#### Provided information ####

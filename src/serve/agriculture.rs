// src/serve/agriculture.rs

use super::tables::{table_route, table_route_with_category};
use super::AppState;
use axum::Router;

const FOLDER: &str = "TarımHayvancilik";

pub fn routes() -> Router<AppState> {
    let file = |name: &str| format!("{FOLDER}/{name}");
    Router::new()
        .route("/beekeeping", table_route(file("AricilikIsletmeSayisi.csv")))
        .route("/poultry", table_route(file("DigerKumesHayvanlari.csv")))
        .route("/chicken", table_route(file("EtTavuguSayisi.csv")))
        .route("/fallow-land", table_route(file("NadasAlani.csv")))
        .route("/greenhouse", table_route(file("OrtuluTarimAlani.csv")))
        .route("/tractors", table_route(file("TraktorSayisi.csv")))
        .route("/wheat", table_route(file("UretimMiktariDurumBugdayi.csv")))
        .route(
            "/livestock",
            table_route_with_category(file("CanliHayvanSayisi.csv"), "Hayvancılık"),
        )
}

####

In the listing above, please print only the lines from the first one to the line where "Router::new()" appears, exactly as written, both of those lines included.

filename src/serve/agriculture.rs
// src/serve/agriculture.rs

use super::tables::{table_route, table_route_with_category};
use super::AppState;
use axum::Router;

const FOLDER: &str = "TarımHayvancilik";

pub fn routes() -> Router<AppState> {
    let file = |name: &str| format!("{FOLDER}/{name}");
    Router::new()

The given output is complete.